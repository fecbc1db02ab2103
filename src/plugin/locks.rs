//! Per-plugin lifecycle locks.
//!
//! Every state-changing lifecycle operation for a plugin id runs while
//! holding that id's lock. Reads (`list`, `search`) never take it.

use std::collections::HashMap;
use std::sync::Arc;

use tokio::sync::{Mutex, OwnedMutexGuard};

/// Proof that the caller holds the lifecycle lock for one plugin id.
#[derive(Debug)]
pub struct LifecycleGuard {
    plugin_id: String,
    _permit: OwnedMutexGuard<()>,
}

impl LifecycleGuard {
    pub fn plugin_id(&self) -> &str {
        &self.plugin_id
    }

    /// Abort if the guard was taken for a different plugin.
    pub(crate) fn assert_holds(&self, plugin_id: &str) {
        assert_eq!(
            self.plugin_id, plugin_id,
            "lifecycle guard for '{}' used to mutate '{}'",
            self.plugin_id, plugin_id
        );
    }
}

/// Lock table keyed by plugin id.
#[derive(Debug, Default)]
pub struct PluginLocks {
    locks: parking_lot::Mutex<HashMap<String, Arc<Mutex<()>>>>,
}

impl PluginLocks {
    pub fn new() -> Self {
        Self::default()
    }

    /// Wait for and take the lock of `plugin_id`.
    ///
    /// Entries left by finished operations, including ones on ids that
    /// turned out not to exist, are dropped on the way in.
    pub async fn acquire(&self, plugin_id: &str) -> LifecycleGuard {
        let lock = {
            let mut locks = self.locks.lock();
            locks.retain(|_, lock| Arc::strong_count(lock) > 1);
            Arc::clone(locks.entry(plugin_id.to_string()).or_default())
        };
        let permit = lock.lock_owned().await;
        LifecycleGuard { plugin_id: plugin_id.to_string(), _permit: permit }
    }

    /// Drop lock entries nobody holds or waits on.
    pub fn prune(&self) {
        self.locks.lock().retain(|_, lock| Arc::strong_count(lock) > 1);
    }

    pub fn len(&self) -> usize {
        self.locks.lock().len()
    }

    pub fn is_empty(&self) -> bool {
        self.locks.lock().is_empty()
    }
}
#[tokio::test]
async fn test_storage_writes_survive_host_exit() {
    let temp = TempDir::new().unwrap();
    let config = config(temp.path());
    let notes = scripted(
        "scene-notes",
        json!({
            "permissions": [{ "name": "editor", "risk": "low" }, { "name": "storage", "risk": "low" }],
            "capabilities": ["editor", "storage"]
        }),
    );

    {
        let manager =
            open_with(&config, TestEngine::default().with("scene-notes", EditorEntry)).await;
        manager.install(&write_plugin(temp.path(), "scene-notes", &notes)).await.unwrap();
        manager.grant_permission("scene-notes", "editor").unwrap();
        manager.grant_permission("scene-notes", "storage").unwrap();
        manager.activate("scene-notes").await.unwrap();
        assert_eq!(manager.storage_keys("scene-notes").unwrap(), vec!["activations"]);

        let ctx = manager.context("scene-notes").unwrap();
        ctx.storage().set("draft", json!("chapter 3")).unwrap();
        assert_eq!(manager.shutdown(), 1);
    }

    let manager =
        open_with(&config, TestEngine::default().with("scene-notes", EditorEntry)).await;
    assert_eq!(manager.get("scene-notes").unwrap().state.name(), "activated");
    assert_eq!(manager.storage_keys("scene-notes").unwrap(), vec!["activations", "draft"]);
}

#[tokio::test]
async fn test_search_ranks_exact_id_first() {
    let temp = TempDir::new().unwrap();
    let manager = open(temp.path()).await;
    let mut counter = manifest("counter", json!({ "keywords": ["wordcount-plugin"] }));
    counter["info"]["name"] = json!("Counter");
    manager.install(&write_plugin(temp.path(), "counter", &counter)).await.unwrap();
    manager
        .install(&write_plugin(temp.path(), "wordcount-plugin", &wordcount_manifest()))
        .await
        .unwrap();

    let ids: Vec<_> = manager
        .search("wordcount-plugin")
        .iter()
        .map(|p| p.id().to_string())
        .collect();
    assert_eq!(ids, vec!["wordcount-plugin", "counter"]);

    manager.uninstall("wordcount-plugin").await.unwrap();
    let ids: Vec<_> = manager.search("wordcount").iter().map(|p| p.id().to_string()).collect();
    assert!(!ids.contains(&"wordcount-plugin".to_string()));
}
//! Permission grant table.
//!
//! One row per declared permission per plugin, seeded `granted = false` at
//! install time. Capability call sites consult this table synchronously on
//! every call; nothing is cached per activation, so a revoke is visible to
//! the very next call. Grant and revoke never take the lifecycle lock.

use std::collections::BTreeMap;
use std::path::PathBuf;

use parking_lot::RwLock;
use serde::{Deserialize, Serialize};
use tracing::{debug, info};

use super::persist::{load_json, save_json};
use super::{PermissionRisk, PermissionSpec, PluginError, PluginResult};

/// A declared permission joined with its grant state.
#[derive(Debug, Clone, PartialEq, Eq, Serialize, Deserialize)]
pub struct PermissionStatus {
    pub name: String,
    #[serde(default)]
    pub description: String,
    pub risk: PermissionRisk,
    pub granted: bool,
}

/// A permission still waiting for the user's decision.
#[derive(Debug, Clone, PartialEq, Eq, Serialize)]
pub struct PermissionRequest {
    pub name: String,
    pub description: String,
    pub risk: PermissionRisk,
    /// Medium and high risk requests need an explicit confirmation dialog.
    pub requires_confirmation: bool,
}

/// Grant rows keyed by plugin id, in manifest order per plugin.
type GrantTable = BTreeMap<String, Vec<PermissionStatus>>;

/// Tracks grant state per (plugin, permission) pair.
pub struct PermissionManager {
    path: Option<PathBuf>,
    table: RwLock<GrantTable>,
}

impl std::fmt::Debug for PermissionManager {
    fn fmt(&self, f: &mut std::fmt::Formatter<'_>) -> std::fmt::Result {
        f.debug_struct("PermissionManager").field("plugins", &self.table.read().len()).finish()
    }
}

impl PermissionManager {
    /// Grant table that lives only in memory.
    pub fn in_memory() -> Self {
        Self { path: None, table: RwLock::new(GrantTable::new()) }
    }

    /// Open the grant table persisted at `path`.
    pub fn open(path: impl Into<PathBuf>) -> PluginResult<Self> {
        let path = path.into();
        let table = load_json(&path)?;
        Ok(Self { path: Some(path), table: RwLock::new(table) })
    }

    fn save(&self, table: &GrantTable) -> PluginResult<()> {
        match &self.path {
            Some(path) => save_json(path, table),
            None => Ok(()),
        }
    }

    /// Create grant rows for a plugin's declared permissions.
    ///
    /// Rows that already exist keep their grant state; rows for names the
    /// manifest no longer declares are dropped.
    pub fn seed(&self, plugin_id: &str, declared: &[PermissionSpec]) -> PluginResult<()> {
        let mut table = self.table.write();
        let previous = table.remove(plugin_id).unwrap_or_default();

        let rows = declared
            .iter()
            .map(|spec| PermissionStatus {
                name: spec.name.clone(),
                description: spec.description.clone(),
                risk: spec.risk,
                granted: previous.iter().any(|row| row.name == spec.name && row.granted),
            })
            .collect();
        table.insert(plugin_id.to_string(), rows);
        self.save(&table)
    }

    fn set_granted(&self, plugin_id: &str, permission: &str, granted: bool) -> PluginResult<bool> {
        let mut table = self.table.write();
        let rows =
            table.get_mut(plugin_id).ok_or_else(|| PluginError::NotFound(plugin_id.to_string()))?;
        let row = rows.iter_mut().find(|row| row.name == permission).ok_or_else(|| {
            PluginError::UnknownPermission {
                plugin: plugin_id.to_string(),
                permission: permission.to_string(),
            }
        })?;

        if row.granted == granted {
            return Ok(false);
        }
        row.granted = granted;
        self.save(&table)?;
        Ok(true)
    }

    /// Grant a declared permission. Idempotent; returns whether anything changed.
    pub fn grant(&self, plugin_id: &str, permission: &str) -> PluginResult<bool> {
        let changed = self.set_granted(plugin_id, permission, true)?;
        if changed {
            info!(plugin = plugin_id, permission, "permission granted");
        }
        Ok(changed)
    }

    /// Revoke a declared permission. Idempotent; effective for the next call.
    pub fn revoke(&self, plugin_id: &str, permission: &str) -> PluginResult<bool> {
        let changed = self.set_granted(plugin_id, permission, false)?;
        if changed {
            info!(plugin = plugin_id, permission, "permission revoked");
        }
        Ok(changed)
    }

    /// Whether `permission` is declared and granted for `plugin_id`.
    pub fn is_granted(&self, plugin_id: &str, permission: &str) -> bool {
        self.table
            .read()
            .get(plugin_id)
            .is_some_and(|rows| rows.iter().any(|row| row.name == permission && row.granted))
    }

    /// Fail with `PermissionDenied` unless the permission is granted.
    pub fn check(&self, plugin_id: &str, permission: &str) -> PluginResult<()> {
        let granted = self.is_granted(plugin_id, permission);
        debug!(plugin = plugin_id, permission, granted, "permission check");
        if granted {
            Ok(())
        } else {
            Err(PluginError::PermissionDenied {
                plugin: plugin_id.to_string(),
                permission: permission.to_string(),
            })
        }
    }

    /// Whether the plugin declares `permission`.
    pub fn is_declared(&self, plugin_id: &str, permission: &str) -> bool {
        self.table
            .read()
            .get(plugin_id)
            .is_some_and(|rows| rows.iter().any(|row| row.name == permission))
    }

    /// Declared permissions with their grant state.
    pub fn list_for_plugin(&self, plugin_id: &str) -> PluginResult<Vec<PermissionStatus>> {
        self.table
            .read()
            .get(plugin_id)
            .cloned()
            .ok_or_else(|| PluginError::NotFound(plugin_id.to_string()))
    }

    /// Declared permissions that are not granted, in manifest order.
    pub fn missing(&self, plugin_id: &str) -> PluginResult<Vec<String>> {
        Ok(self
            .list_for_plugin(plugin_id)?
            .into_iter()
            .filter(|row| !row.granted)
            .map(|row| row.name)
            .collect())
    }

    /// Requests to show the user before the plugin can be activated.
    pub fn pending(&self, plugin_id: &str) -> PluginResult<Vec<PermissionRequest>> {
        Ok(self
            .list_for_plugin(plugin_id)?
            .into_iter()
            .filter(|row| !row.granted)
            .map(|row| PermissionRequest {
                requires_confirmation: row.risk.requires_confirmation(),
                name: row.name,
                description: row.description,
                risk: row.risk,
            })
            .collect())
    }

    /// Whether the plugin has a row set at all.
    pub fn contains(&self, plugin_id: &str) -> bool {
        self.table.read().contains_key(plugin_id)
    }

    /// Plugin ids that have grant rows.
    pub fn plugin_ids(&self) -> Vec<String> {
        self.table.read().keys().cloned().collect()
    }

    /// Drop every grant row of a plugin.
    pub fn purge(&self, plugin_id: &str) -> PluginResult<()> {
        let mut table = self.table.write();
        if table.remove(plugin_id).is_some() {
            self.save(&table)?;
        }
        Ok(())
    }
}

=-=-=-=-=

Assignment: Please report how many lines in the listing above contain the word "bool", and give nothing but the number.

Answer to the exercise: 9